Exercise directions
Take the entries that follow and write each one out exactly.
====== Dataset ======
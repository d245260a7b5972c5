use crate::{
    api::Role,
    router::{self, Destination, Redirect, LOGIN_PATH},
    state::{
        auth::{use_auth, AuthState},
        flash::{use_flash, Flash},
    },
};
use leptos::*;
use leptos_router::{use_navigate, NavigateOptions};

pub const LOGIN_REQUIRED_MESSAGE: &str = "Please log in to continue.";

#[derive(Debug, Clone, PartialEq, Eq)]
pub enum GuardDecision {
    Render,
    /// `notify` is false right after an explicit logout.
    ToLogin { notify: bool },
    ToDashboard(Destination),
}

pub fn guard_decision(required: &Role, state: &AuthState) -> GuardDecision {
    let to_login = GuardDecision::ToLogin {
        notify: !state.signed_out,
    };
    let Some(user) = state.user.as_ref().filter(|_| state.is_authenticated) else {
        return to_login;
    };
    if &user.role == required {
        return GuardDecision::Render;
    }
    match router::dispatch(&user.role) {
        Redirect::To(destination) => GuardDecision::ToDashboard(destination),
        Redirect::Stay { .. } => to_login,
    }
}

#[component]
pub fn RequireRole(role: Role, children: ChildrenFn) -> impl IntoView {
    let (auth, _) = use_auth();
    let flash = use_flash();
    let navigate = use_navigate();
    let decision = create_memo(move |_| auth.with(|state| guard_decision(&role, state)));

    create_effect(move |_| match decision.get() {
        GuardDecision::Render => {}
        GuardDecision::ToLogin { notify } => {
            if notify {
                flash.set(Flash::Error(LOGIN_REQUIRED_MESSAGE.to_string()));
            }
            navigate(LOGIN_PATH, NavigateOptions::default());
        }
        GuardDecision::ToDashboard(destination) => {
            navigate(destination.path(), NavigateOptions::default());
        }
    });

    view! {
        <Show when=move || decision.get() == GuardDecision::Render fallback=|| ()>
            {children()}
        </Show>
    }
}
======
Exercise result
repository d245260a7b5972c5
use crate::{
    api::Role,
    router::{self, Destination, Redirect, LOGIN_PATH},
    state::{
        auth::{use_auth, AuthState},
        flash::{use_flash, Flash},
    },
};
use leptos::*;
use leptos_router::{use_navigate, NavigateOptions};

pub const LOGIN_REQUIRED_MESSAGE: &str = "Please log in to continue.";

#[derive(Debug, Clone, PartialEq, Eq)]
pub enum GuardDecision {
    Render,
    /// `notify` is false right after an explicit logout.
    ToLogin { notify: bool },
    ToDashboard(Destination),
}

pub fn guard_decision(required: &Role, state: &AuthState) -> GuardDecision {
    let to_login = GuardDecision::ToLogin {
        notify: !state.signed_out,
    };
    let Some(user) = state.user.as_ref().filter(|_| state.is_authenticated) else {
        return to_login;
    };
    if &user.role == required {
        return GuardDecision::Render;
    }
    match router::dispatch(&user.role) {
        Redirect::To(destination) => GuardDecision::ToDashboard(destination),
        Redirect::Stay { .. } => to_login,
    }
}

#[component]
pub fn RequireRole(role: Role, children: ChildrenFn) -> impl IntoView {
    let (auth, _) = use_auth();
    let flash = use_flash();
    let navigate = use_navigate();
    let decision = create_memo(move |_| auth.with(|state| guard_decision(&role, state)));

    create_effect(move |_| match decision.get() {
        GuardDecision::Render => {}
        GuardDecision::ToLogin { notify } => {
            if notify {
                flash.set(Flash::Error(LOGIN_REQUIRED_MESSAGE.to_string()));
            }
            navigate(LOGIN_PATH, NavigateOptions::default());
        }
        GuardDecision::ToDashboard(destination) => {
            navigate(destination.path(), NavigateOptions::default());
        }
    });

    view! {
        <Show when=move || decision.get() == GuardDecision::Render fallback=|| ()>
            {children()}
        </Show>
    }
}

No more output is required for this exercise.